> [Task item]
Among the lines below, copy each one in which "tool" appears.

> [Data listing]
Segment Open

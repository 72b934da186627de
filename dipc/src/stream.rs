//! Connected bidirectional streams.
//!
//! An [`IpcStream`] owns exactly one connected socket and is the unit of
//! communication between a runtime and one diagnostic tool. All I/O is
//! bounded: a caller supplies an optional timeout and the operation either
//! completes, fails, or returns [`Error::TimedOut`] with nothing left
//! in flight, after which the stream is still valid and still closeable.

use std::io::{self, Read, Write};
use std::net::Shutdown;
use std::os::fd::{AsFd, BorrowedFd};
use std::os::unix::net::UnixStream;
use std::time::{Duration, Instant};

use nix::poll::PollFlags;

use crate::error::{report_error, Error, ErrorCallback, Result};
use crate::poll::{deadline_after, wait_fd};

/// Which side of the rendezvous an endpoint is on.
#[derive(Debug, Clone, Copy, PartialEq, Eq)]
pub enum Role {
    /// Owns the rendezvous point and accepts connections.
    Listen,

    /// Dials an existing rendezvous point.
    Connect,
}

/// A connected stream bound to one peer.
///
/// Obtained from [`IpcListener::accept`](crate::IpcListener::accept) on the
/// runtime side or [`IpcListener::connect`](crate::IpcListener::connect) on
/// the tool side. Closing consumes the stream, so no operation can observe
/// a released socket.
pub struct IpcStream {
    socket: UnixStream,
    role: Role,
    origin_slot: Option<usize>,
}

impl IpcStream {
    /// Adopts a connected socket, switching it to non-blocking mode.
    pub(crate) fn from_socket(
        socket: UnixStream,
        role: Role,
        origin_slot: Option<usize>,
    ) -> Result<Self> {
        socket.set_nonblocking(true)?;
        Ok(Self {
            socket,
            role,
            origin_slot,
        })
    }

    /// The side of the rendezvous this stream came from.
    pub fn role(&self) -> Role {
        self.role
    }

    /// Index of the listener slot that accepted this stream, if any.
    ///
    /// Purely diagnostic; the stream holds no reference back to the
    /// listener or the slot.
    pub fn origin_slot(&self) -> Option<usize> {
        self.origin_slot
    }

    /// Reads into `buf`, waiting up to `timeout` for the first byte.
    ///
    /// Returns the number of bytes read. `None` waits indefinitely; an
    /// empty `buf` returns `Ok(0)` without touching the socket. A peer that
    /// closed its end surfaces as [`Error::Disconnected`].
    pub fn read(&mut self, buf: &mut [u8], timeout: Option<Duration>) -> Result<usize> {
        let deadline = deadline_after(timeout);
        self.read_deadline(buf, deadline)
    }

    /// Writes from `buf`, waiting up to `timeout` for the socket to take
    /// at least one byte. Returns the number of bytes written.
    pub fn write(&mut self, buf: &[u8], timeout: Option<Duration>) -> Result<usize> {
        let deadline = deadline_after(timeout);
        self.write_deadline(buf, deadline)
    }

    /// Reads until `buf` is full. The timeout bounds the whole operation,
    /// not each individual read.
    pub fn read_exact(&mut self, buf: &mut [u8], timeout: Option<Duration>) -> Result<()> {
        let deadline = deadline_after(timeout);
        let mut filled = 0;
        while filled < buf.len() {
            filled += self.read_deadline(&mut buf[filled..], deadline)?;
        }
        Ok(())
    }

    /// Writes all of `buf`. The timeout bounds the whole operation.
    pub fn write_all(&mut self, buf: &[u8], timeout: Option<Duration>) -> Result<()> {
        let deadline = deadline_after(timeout);
        let mut written = 0;
        while written < buf.len() {
            written += self.write_deadline(&buf[written..], deadline)?;
        }
        Ok(())
    }

    /// Flushes buffered data to the peer.
    pub fn flush(&mut self) -> Result<()> {
        self.socket.flush().map_err(Error::Io)
    }

    /// Closes the stream: flush, then a graceful shutdown on the accepting
    /// side, then the socket itself. A failed step is reported through the
    /// callback and the remaining steps still run.
    pub fn close(mut self, callback: Option<ErrorCallback>) {
        if let Err(err) = self.flush() {
            report_error(callback, "flush on close", &err);
        }
        if self.role == Role::Listen {
            if let Err(err) = self.socket.shutdown(Shutdown::Both) {
                report_error(callback, "shutdown on close", &Error::Io(err));
            }
        }
        // Dropping self releases the socket.
    }

    /// Releases the stream without flushing or notifying the peer.
    ///
    /// For process-shutdown paths where blocking on a peer is not
    /// acceptable.
    pub fn close_abrupt(self) {}

    fn read_deadline(&mut self, buf: &mut [u8], deadline: Option<Instant>) -> Result<usize> {
        if buf.is_empty() {
            return Ok(0);
        }
        loop {
            match self.socket.read(buf) {
                Ok(0) => return Err(Error::Disconnected),
                Ok(n) => return Ok(n),
                Err(err) if err.kind() == io::ErrorKind::WouldBlock => {
                    if !wait_fd(self.socket.as_fd(), PollFlags::POLLIN, deadline)? {
                        return Err(Error::TimedOut);
                    }
                }
                Err(err) if err.kind() == io::ErrorKind::Interrupted => continue,
                Err(err) => return Err(Error::Io(err)),
            }
        }
    }

    fn write_deadline(&mut self, buf: &[u8], deadline: Option<Instant>) -> Result<usize> {
        if buf.is_empty() {
            return Ok(0);
        }
        loop {
            match self.socket.write(buf) {
                Ok(0) => return Err(Error::Disconnected),
                Ok(n) => return Ok(n),
                Err(err) if err.kind() == io::ErrorKind::WouldBlock => {
                    if !wait_fd(self.socket.as_fd(), PollFlags::POLLOUT, deadline)? {
                        return Err(Error::TimedOut);
                    }
                }
                Err(err) if err.kind() == io::ErrorKind::Interrupted => continue,
                Err(err) if err.kind() == io::ErrorKind::BrokenPipe => {
                    return Err(Error::Disconnected);
                }
                Err(err) => return Err(Error::Io(err)),
            }
        }
    }
}

impl AsFd for IpcStream {
    fn as_fd(&self) -> BorrowedFd<'_> {
        self.socket.as_fd()
    }
}

#[cfg(test)]
mod tests {
    use super::*;
    use std::sync::atomic::{AtomicUsize, Ordering};
    use std::thread;

    static CLOSE_FAILURES: AtomicUsize = AtomicUsize::new(0);

    fn close_failure(_message: &str, _code: i32) {
        CLOSE_FAILURES.fetch_add(1, Ordering::SeqCst);
    }

    fn stream_pair() -> (IpcStream, IpcStream) {
        let (a, b) = UnixStream::pair().unwrap();
        let a = IpcStream::from_socket(a, Role::Listen, Some(0)).unwrap();
        let b = IpcStream::from_socket(b, Role::Connect, None).unwrap();
        (a, b)
    }

    #[test]
    fn test_stream_roundtrip() {
        let (mut server, mut client) = stream_pair();
        client
            .write_all(b"hello", Some(Duration::from_secs(5)))
            .unwrap();
        let mut buf = [0u8; 5];
        server
            .read_exact(&mut buf, Some(Duration::from_secs(5)))
            .unwrap();
        assert_eq!(&buf, b"hello");
    }

    #[test]
    fn test_stream_read_times_out_on_silent_peer() {
        let (mut server, mut client) = stream_pair();
        let timeout = Duration::from_millis(100);
        let start = Instant::now();
        let mut buf = [0u8; 8];
        let result = server.read(&mut buf, Some(timeout));
        assert!(matches!(result, Err(Error::TimedOut)));
        assert!(start.elapsed() >= timeout);

        // The timeout left the stream usable.
        client
            .write_all(b"late", Some(Duration::from_secs(5)))
            .unwrap();
        let mut late = [0u8; 4];
        server
            .read_exact(&mut late, Some(Duration::from_secs(5)))
            .unwrap();
        assert_eq!(&late, b"late");
    }

    #[test]
    fn test_stream_read_without_timeout_waits_for_data() {
        let (mut server, client) = stream_pair();

        let start = Instant::now();
        let writer = thread::spawn(move || {
            let mut client = client;
            thread::sleep(Duration::from_millis(200));
            client
                .write_all(b"slow", Some(Duration::from_secs(5)))
                .unwrap();
        });

        let mut buf = [0u8; 4];
        server.read_exact(&mut buf, None).unwrap();
        assert_eq!(&buf, b"slow");
        assert!(start.elapsed() >= Duration::from_millis(200));
        writer.join().unwrap();
    }

    #[test]
    fn test_stream_close_after_timeout() {
        let (mut server, _client) = stream_pair();
        let mut buf = [0u8; 8];
        let _ = server.read(&mut buf, Some(Duration::from_millis(20)));
        server.close(Some(close_failure));
        assert_eq!(CLOSE_FAILURES.load(Ordering::SeqCst), 0);
    }

    #[test]
    fn test_stream_read_reports_disconnect() {
        let (mut server, client) = stream_pair();
        drop(client);
        let mut buf = [0u8; 8];
        let result = server.read(&mut buf, Some(Duration::from_secs(5)));
        assert!(matches!(result, Err(Error::Disconnected)));
    }

    #[test]
    fn test_stream_reads_queued_data_after_peer_close() {
        let (mut server, mut client) = stream_pair();
        client
            .write_all(b"final", Some(Duration::from_secs(5)))
            .unwrap();
        drop(client);

        let mut buf = [0u8; 5];
        server
            .read_exact(&mut buf, Some(Duration::from_secs(5)))
            .unwrap();
        assert_eq!(&buf, b"final");
        let result = server.read(&mut buf, Some(Duration::from_secs(5)));
        assert!(matches!(result, Err(Error::Disconnected)));
    }

    #[test]
    fn test_stream_empty_buffer_is_a_no_op() {
        let (mut server, _client) = stream_pair();
        assert_eq!(server.read(&mut [], Some(Duration::from_millis(10))).unwrap(), 0);
        assert_eq!(server.write(&[], Some(Duration::from_millis(10))).unwrap(), 0);
    }

    #[test]
    fn test_stream_close_wakes_peer_with_eof() {
        let (server, mut client) = stream_pair();
        server.close(None);
        let mut buf = [0u8; 1];
        let result = client.read(&mut buf, Some(Duration::from_secs(5)));
        assert!(matches!(result, Err(Error::Disconnected)));
    }

    #[test]
    fn test_stream_origin_slot_tag() {
        let (server, client) = stream_pair();
        assert_eq!(server.origin_slot(), Some(0));
        assert_eq!(server.role(), Role::Listen);
        assert_eq!(client.origin_slot(), None);
        assert_eq!(client.role(), Role::Connect);
    }
}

Segment Closed

> [Solved exercise]
//! communication between a runtime and one diagnostic tool. All I/O is
/// the tool side. Closing consumes the stream, so no operation can observe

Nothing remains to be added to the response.